4.2 對接移動醫療 世界衛生組織將移動醫療定義為“手機、掌上電腦及其他無線設備在醫療和衛生保健領域的應用”[30]。移動醫療打破了時空限制,彌補了傳統護理的局限性。痛風護理對接移動醫療是近年來國內外學者探索的熱點,因為它不僅使醫護人員及時獲取反饋,為病人提供持續支持,而且于病人而言更經濟便捷。Kang等[31]基于Fisher的信息-動機-行為技巧模型開發出痛風自我管理應用程序,借助于電子信息的即時提醒、醫護人員與病人遠程在線交流提高了用戶參與度,提高了病人的自我效能感,也指出了未來痛風護理干預的發展前景。Phang等[32]通過與初級保健中心合作進行常規血液檢查,同時聯合病人家庭成員共同監測管理疾病,19周后沒有病人因痛風復發住院,提高了醫療保健利用率。這進一步證明以護理人員為主導的遠程醫療干預的安全性和有效性。基于移動醫療的痛風護理干預不僅有利于醫護人員動態監測病人健康狀況,而且基于此的在線遠程健康教育也顯示出優越性。葛燕等[33]利用微信群鼓勵病人閱讀微信公眾號定期推送的相關知識,及時疏導病人不良心理情緒,通過微信每周隨訪1次了解病人病情控制情況,同時提醒其定期復查,6個月后病人自我管理能力評分顯著高于干預前。綜上所述,移動醫療發展潛力巨大,推進了醫療服務體系的不斷完善。

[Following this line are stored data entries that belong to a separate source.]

//! Persistent index store backed by sled.
//!
//! Three trees make up the on-disk layout:
//!
//! - `files`: path → bincode-encoded [`FileRecord`]. The key is the path,
//!   so a path can only ever appear once.
//! - `names`: `name_lower \0 path` → empty. This is the lowercase-name
//!   index the substring pre-filter walks without decoding records.
//! - `metadata`: key → JSON value.
//!
//! Writes touching `files` and `names` go through one sled transaction,
//! so a batch is either fully visible or not at all.

use findex_core::{contains_all_terms, is_within, FileRecord};
use serde::de::DeserializeOwned;
use serde::Serialize;
use sled::transaction::{
    ConflictableTransactionError, TransactionError, TransactionalTree, Transactional,
};
use sled::{Db, Tree};
use std::path::Path;
use thiserror::Error;
use tracing::{debug, warn};

const FILES_TREE: &str = "files";
const NAMES_TREE: &str = "names";
const METADATA_TREE: &str = "metadata";
const NAME_KEY_SEPARATOR: u8 = 0;

#[derive(Error, Debug)]
pub enum StoreError {
    #[error("Database error: {0}")]
    Sled(#[from] sled::Error),
    #[error("Serialization error: {0}")]
    Bincode(#[from] bincode::Error),
    #[error("Metadata encoding error: {0}")]
    Metadata(#[from] serde_json::Error),
    #[error("Corrupted data: {0}")]
    Corrupted(String),
}

impl From<TransactionError<StoreError>> for StoreError {
    fn from(err: TransactionError<StoreError>) -> Self {
        match err {
            TransactionError::Abort(e) => e,
            TransactionError::Storage(e) => StoreError::Sled(e),
        }
    }
}

pub type Result<T> = std::result::Result<T, StoreError>;

type TxResult<T> = std::result::Result<T, ConflictableTransactionError<StoreError>>;

/// Durable table of file records plus a small metadata map.
pub struct IndexStore {
    db: Db,
    files: Tree,
    names: Tree,
    metadata: Tree,
}

impl IndexStore {
    /// Opens or creates a store at the specified path.
    pub fn open<P: AsRef<Path>>(path: P) -> Result<Self> {
        let db = sled::open(path)?;
        Self::with_db(db)
    }

    /// Opens a store that is deleted when dropped.
    pub fn temporary() -> Result<Self> {
        let db = sled::Config::new().temporary(true).open()?;
        Self::with_db(db)
    }

    fn with_db(db: Db) -> Result<Self> {
        Ok(Self {
            files: db.open_tree(FILES_TREE)?,
            names: db.open_tree(NAMES_TREE)?,
            metadata: db.open_tree(METADATA_TREE)?,
            db,
        })
    }

    /// Inserts a record, replacing any record with the same path.
    pub fn insert_or_replace(&self, record: &FileRecord) -> Result<()> {
        self.insert_or_replace_batch(std::slice::from_ref(record))
    }

    /// Inserts many records in a single transaction.
    ///
    /// Either every record in `records` becomes visible or none does.
    pub fn insert_or_replace_batch(&self, records: &[FileRecord]) -> Result<()> {
        if records.is_empty() {
            return Ok(());
        }

        // Encode up front so the transaction body can't fail on serialization.
        let encoded = records
            .iter()
            .map(|r| -> Result<(Vec<u8>, Vec<u8>, Vec<u8>)> {
                Ok((r.path().as_bytes().to_vec(), bincode::serialize(r)?, name_key(r)))
            })
            .collect::<Result<Vec<_>>>()?;

        (&self.files, &self.names).transaction(|(files, names)| -> TxResult<()> {
            for (path, value, name) in &encoded {
                if let Some(old) = files.insert(path.as_slice(), value.as_slice())? {
                    remove_name_entry(names, &old)?;
                }
                names.insert(name.as_slice(), &[] as &[u8])?;
            }
            Ok(())
        })?;

        self.db.flush()?;
        Ok(())
    }

    /// Coarse pre-filter: records whose lowercase name contains every term.
    ///
    /// Walks the name index in name order and stops after `limit` hits.
    /// This is not a ranking; callers score the candidates themselves.
    pub fn query_by_terms_substring<S: AsRef<str>>(
        &self,
        terms: &[S],
        limit: usize,
    ) -> Result<Vec<FileRecord>> {
        let mut matches = Vec::new();
        if limit == 0 {
            return Ok(matches);
        }

        for item in self.names.iter() {
            let (key, _) = item?;
            let (name_lower, path) = split_name_key(&key)?;
            if !contains_all_terms(name_lower, terms) {
                continue;
            }

            match self.files.get(path)? {
                Some(bytes) => matches.push(bincode::deserialize(&bytes)?),
                None => {
                    warn!("Name index entry without record: {}", String::from_utf8_lossy(path));
                    continue;
                }
            }

            if matches.len() >= limit {
                break;
            }
        }

        Ok(matches)
    }

    /// Every record, in path order.
    pub fn get_all(&self) -> Result<Vec<FileRecord>> {
        self.files
            .iter()
            .values()
            .map(|value| -> Result<FileRecord> { Ok(bincode::deserialize(&value?)?) })
            .collect()
    }

    /// Looks up one record by exact path.
    pub fn get(&self, path: &str) -> Result<Option<FileRecord>> {
        match self.files.get(path.as_bytes())? {
            Some(bytes) => Ok(Some(bincode::deserialize(&bytes)?)),
            None => Ok(None),
        }
    }

    pub fn count(&self) -> usize {
        self.files.len()
    }

    pub fn is_empty(&self) -> bool {
        self.files.is_empty()
    }

    /// Deletes the record at exactly `path`. Returns whether one existed.
    pub fn delete_by_path(&self, path: &str) -> Result<bool> {
        let removed = (&self.files, &self.names).transaction(|(files, names)| -> TxResult<bool> {
            match files.remove(path.as_bytes())? {
                Some(old) => {
                    remove_name_entry(names, &old)?;
                    Ok(true)
                }
                None => Ok(false),
            }
        })?;

        if removed {
            self.db.flush()?;
        }
        Ok(removed)
    }

    /// Deletes `prefix` and every record nested under it.
    ///
    /// Membership is decided on the path, segment by segment, so deleting
    /// `/a` removes `/a/b/c` but leaves `/a2`.
    pub fn delete_by_subtree(&self, prefix: &str) -> Result<usize> {
        let mut doomed = Vec::new();
        for item in self.files.scan_prefix(prefix.as_bytes()) {
            let (key, value) = item?;
            let path = std::str::from_utf8(&key)
                .map_err(|_| StoreError::Corrupted("non-UTF-8 path key".into()))?;
            if is_within(path, prefix) {
                doomed.push((key, value));
            }
        }

        if doomed.is_empty() {
            return Ok(0);
        }

        let names_to_drop = doomed
            .iter()
            .map(|(_, value)| -> Result<Vec<u8>> {
                let record: FileRecord = bincode::deserialize(value)?;
                Ok(name_key(&record))
            })
            .collect::<Result<Vec<_>>>()?;

        (&self.files, &self.names).transaction(|(files, names)| -> TxResult<()> {
            for (key, _) in &doomed {
                files.remove(key.clone())?;
            }
            for name in &names_to_drop {
                names.remove(name.as_slice())?;
            }
            Ok(())
        })?;

        self.db.flush()?;
        debug!("Removed {} records under {}", doomed.len(), prefix);
        Ok(doomed.len())
    }

    /// Removes every file record. Metadata is kept.
    pub fn clear_all(&self) -> Result<()> {
        self.files.clear()?;
        self.names.clear()?;
        self.db.flush()?;
        Ok(())
    }

    /// Reads a JSON-encoded metadata value.
    pub fn get_metadata<T: DeserializeOwned>(&self, key: &str) -> Result<Option<T>> {
        match self.metadata.get(key.as_bytes())? {
            Some(bytes) => Ok(Some(serde_json::from_slice(&bytes)?)),
            None => Ok(None),
        }
    }

    /// Writes a metadata value as JSON.
    pub fn set_metadata<T: Serialize + ?Sized>(&self, key: &str, value: &T) -> Result<()> {
        let bytes = serde_json::to_vec(value)?;
        self.metadata.insert(key.as_bytes(), bytes)?;
        self.db.flush()?;
        Ok(())
    }

    /// Drops a metadata key.
    pub fn remove_metadata(&self, key: &str) -> Result<()> {
        self.metadata.remove(key.as_bytes())?;
        self.db.flush()?;
        Ok(())
    }

    pub fn flush(&self) -> Result<()> {
        self.db.flush()?;
        Ok(())
    }
}

fn name_key(record: &FileRecord) -> Vec<u8> {
    let mut key = Vec::with_capacity(record.name_lower().len() + record.path().len() + 1);
    key.extend_from_slice(record.name_lower().as_bytes());
    key.push(NAME_KEY_SEPARATOR);
    key.extend_from_slice(record.path().as_bytes());
    key
}

fn split_name_key(key: &[u8]) -> Result<(&str, &[u8])> {
    let idx = key
        .iter()
        .position(|b| *b == NAME_KEY_SEPARATOR)
        .ok_or_else(|| StoreError::Corrupted("name key without separator".into()))?;
    let name_lower = std::str::from_utf8(&key[..idx])
        .map_err(|_| StoreError::Corrupted("non-UTF-8 name key".into()))?;
    Ok((name_lower, &key[idx + 1..]))
}

fn remove_name_entry(names: &TransactionalTree, old_value: &[u8]) -> TxResult<()> {
    let old: FileRecord = bincode::deserialize(old_value)
        .map_err(|e| ConflictableTransactionError::Abort(StoreError::from(e)))?;
    names.remove(name_key(&old))?;
    Ok(())
}
//! JSON-RPC over stdin/stdout.
//!
//! Each request is handled on its own task, so a long `rebuildIndex`
//! doesn't hold up searches. Responses may therefore arrive out of
//! order; clients match them by `id`.

use crate::engine::{Engine, SearchOptions};
use crate::protocol::{
    Notification, RecentSearchParams, Request, Response, RpcError, SearchParams, JSONRPC_VERSION,
};
use findex_core::Settings;
use serde::de::DeserializeOwned;
use serde_json::{json, Value};
use std::io;
use tokio::io::{AsyncBufReadExt, AsyncWriteExt, BufReader};
use tokio::sync::{broadcast, mpsc};
use tracing::{debug, info, warn};

#[derive(Clone)]
pub struct RpcServer {
    engine: Engine,
}

impl RpcServer {
    pub fn new(engine: Engine) -> Self {
        Self { engine }
    }

    /// Serves until stdin closes. Index events are forwarded as notifications.
    pub async fn run_stdio(&self) -> io::Result<()> {
        let (tx, mut rx) = mpsc::unbounded_channel::<String>();

        let writer = tokio::spawn(async move {
            let mut stdout = tokio::io::stdout();
            while let Some(line) = rx.recv().await {
                stdout.write_all(line.as_bytes()).await?;
                stdout.write_all(b"\n").await?;
                stdout.flush().await?;
            }
            Ok::<_, io::Error>(())
        });

        let forwarder = {
            let mut events = self.engine.subscribe();
            let tx = tx.clone();
            tokio::spawn(async move {
                loop {
                    match events.recv().await {
                        Ok(event) => {
                            let note = Notification::from_event(&event);
                            match serde_json::to_string(&note) {
                                Ok(line) => {
                                    if tx.send(line).is_err() {
                                        break;
                                    }
                                }
                                Err(e) => warn!("Failed to encode notification: {}", e),
                            }
                        }
                        Err(broadcast::error::RecvError::Lagged(skipped)) => {
                            debug!("Dropped {} index events", skipped);
                        }
                        Err(broadcast::error::RecvError::Closed) => break,
                    }
                }
            })
        };

        info!("Serving JSON-RPC on stdio");
        let mut lines = BufReader::new(tokio::io::stdin()).lines();
        while let Some(line) = lines.next_line().await? {
            if line.trim().is_empty() {
                continue;
            }
            let server = self.clone();
            let tx = tx.clone();
            tokio::spawn(async move {
                if let Some(response) = server.handle_line(&line).await {
                    match serde_json::to_string(&response) {
                        Ok(json) => {
                            let _ = tx.send(json);
                        }
                        Err(e) => warn!("Failed to encode response: {}", e),
                    }
                }
            });
        }

        info!("stdin closed, shutting down");
        forwarder.abort();
        drop(tx);
        match writer.await {
            Ok(result) => result,
            Err(e) => Err(io::Error::new(io::ErrorKind::Other, e)),
        }
    }

    /// Handles one raw line. None for notifications (requests without id).
    pub async fn handle_line(&self, line: &str) -> Option<Response> {
        match serde_json::from_str::<Request>(line) {
            Ok(request) => self.handle(request).await,
            Err(e) => {
                debug!("Unparseable request: {}", e);
                Some(Response::err(None, RpcError::parse_error(e)))
            }
        }
    }

    pub async fn handle(&self, request: Request) -> Option<Response> {
        let Request {
            jsonrpc,
            id,
            method,
            params,
        } = request;
        if jsonrpc != JSONRPC_VERSION {
            return Some(Response::err(
                id,
                RpcError::invalid_request("jsonrpc must be \"2.0\""),
            ));
        }

        let outcome = self.dispatch(&method, params).await;
        if let Err(e) = &outcome {
            debug!("{} failed: {}", method, e);
        }
        // Notifications run but are never answered.
        let id = id?;
        Some(match outcome {
            Ok(result) => Response::ok(Some(id), result),
            Err(error) => Response::err(Some(id), error),
        })
    }

    async fn dispatch(&self, method: &str, params: Value) -> Result<Value, RpcError> {
        let engine = &self.engine;

        match method {
            "search" => {
                let params: SearchParams = parse_params(params)?;
                let defaults = SearchOptions::from_settings(&engine.settings());
                let options = SearchOptions {
                    limit: params.limit.unwrap_or(defaults.limit),
                    directories_only: params.directories_only.unwrap_or(defaults.directories_only),
                };
                let hits = engine.search_with(&params.query, options).await;
                Ok(json!(hits))
            }
            "getIndexStatus" => Ok(json!(engine.status())),
            "rebuildIndex" => {
                let status = engine.rebuild().await?.status();
                Ok(json!({ "ready": status.ready, "count": status.count }))
            }
            "getSettings" => Ok(json!(engine.settings())),
            "setSettings" => {
                let settings = merge_settings(engine.settings(), params)?;
                let rebuilt = engine.reconfigure(settings).await?;
                Ok(json!({ "rebuilt": rebuilt }))
            }
            "addRecentSearch" => {
                let params: RecentSearchParams = parse_params(params)?;
                let recent = engine.add_recent_search(&params.query)?;
                Ok(json!(recent))
            }
            "getRecentSearches" => {
                let recent = engine.recent_searches()?;
                Ok(json!(recent))
            }
            "clearRecentSearches" => {
                engine.clear_recent_searches()?;
                Ok(json!([]))
            }
            method => Err(RpcError::method_not_found(method)),
        }
    }
}

fn parse_params<T: DeserializeOwned>(params: Value) -> Result<T, RpcError> {
    serde_json::from_value(params).map_err(RpcError::invalid_params)
}

/// Overlays the given settings fields on `current`. Fields left out keep
/// their current value.
fn merge_settings(current: Settings, changes: Value) -> Result<Settings, RpcError> {
    let Value::Object(changes) = changes else {
        return Err(RpcError::invalid_params("expected an object of settings fields"));
    };
    let mut merged = serde_json::to_value(current).map_err(RpcError::internal)?;
    if let Value::Object(fields) = &mut merged {
        fields.extend(changes);
    }
    parse_params(merged)
}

4.3 宣教材料專業化 便攜式痛風宣教材料提高了病人對疾病知識的理解,在糾正病人錯誤疾病認知方面發揮著重要作用。隨著研究的深入,現今普適性宣教材料逐步向個性化、專業化方向發展,由傳統醫護單向科普向護患信息雙向互動的形式演進。痛風知識手冊以教育為主,是防治疾病的重要工具。趙正焱等[34]的研究中,醫護人員向病人發放痛風信息手冊供病人隨時翻閱,同時給予疾病管理指導。2年后病人的血尿酸濃度下降、病人服藥依從性、痛風發作次數、痛風石的數量及直徑得到改善。國外衛生保健人員同樣建議對痛風病人的健康教育要有書面材料的支持,要求口頭宣教要與書面材料相結合,結合個人需求定制信息手冊[35]。雖然常規痛風健康手冊有較好的教育意義,但痛風病人自我管理需要持久的督導,故潘文艷[36]實施“基于日記記錄的雙檢修正護理”策略來探究對病人健康行為與疾病控制的影響。護理人員向病人發放記錄本并講解記錄要點,指導病人首日記錄,第2天糾正前1 d記錄不當的內容并教會病人動態分析數據,及時發現和糾正不健康行為。3個月后試驗組病人的健康促進行為評分(37.63±2.14)分,顯著高于對照組的(29.69±2.23)分,且痛風月發作次數、血尿酸值明顯下降,體質指數得到改善。優化宣教流程,克服各層面人群對宣教材料理解的差異性,保持宣教材料的全面性、具體性、直觀性,仍是未來痛風宣教材料發展的關鍵。
作為一種主要由不良生活方式引起的疾病,自我管理是痛風防治策略的基石。國內外學者已深入痛風自我管理的研究,已證實“建立以護理人員為主導的多學科痛風管理小組、發展痛風移動醫療、改進痛風宣教材料”等措施利于發揮病人的自我管理積極性,減輕了臨床護理人員的工作壓力。
自我管理已在痛風病人疾病防治方面發揮著巨大潛能,但其發展仍有待優化與完善,如“對痛風病人自我管理的定義尚不清晰、統一公認的痛風病人自我管理研究工具不足、缺乏簡便易行的護理干預方案、健康飲食暫無統一標準”等問題仍需規范化。未來各級醫院可以根據我國國情和各地區發展狀況,制訂出適合的痛風自我管理模式和個性化干預方案提高病人自主性,推進其健康管理。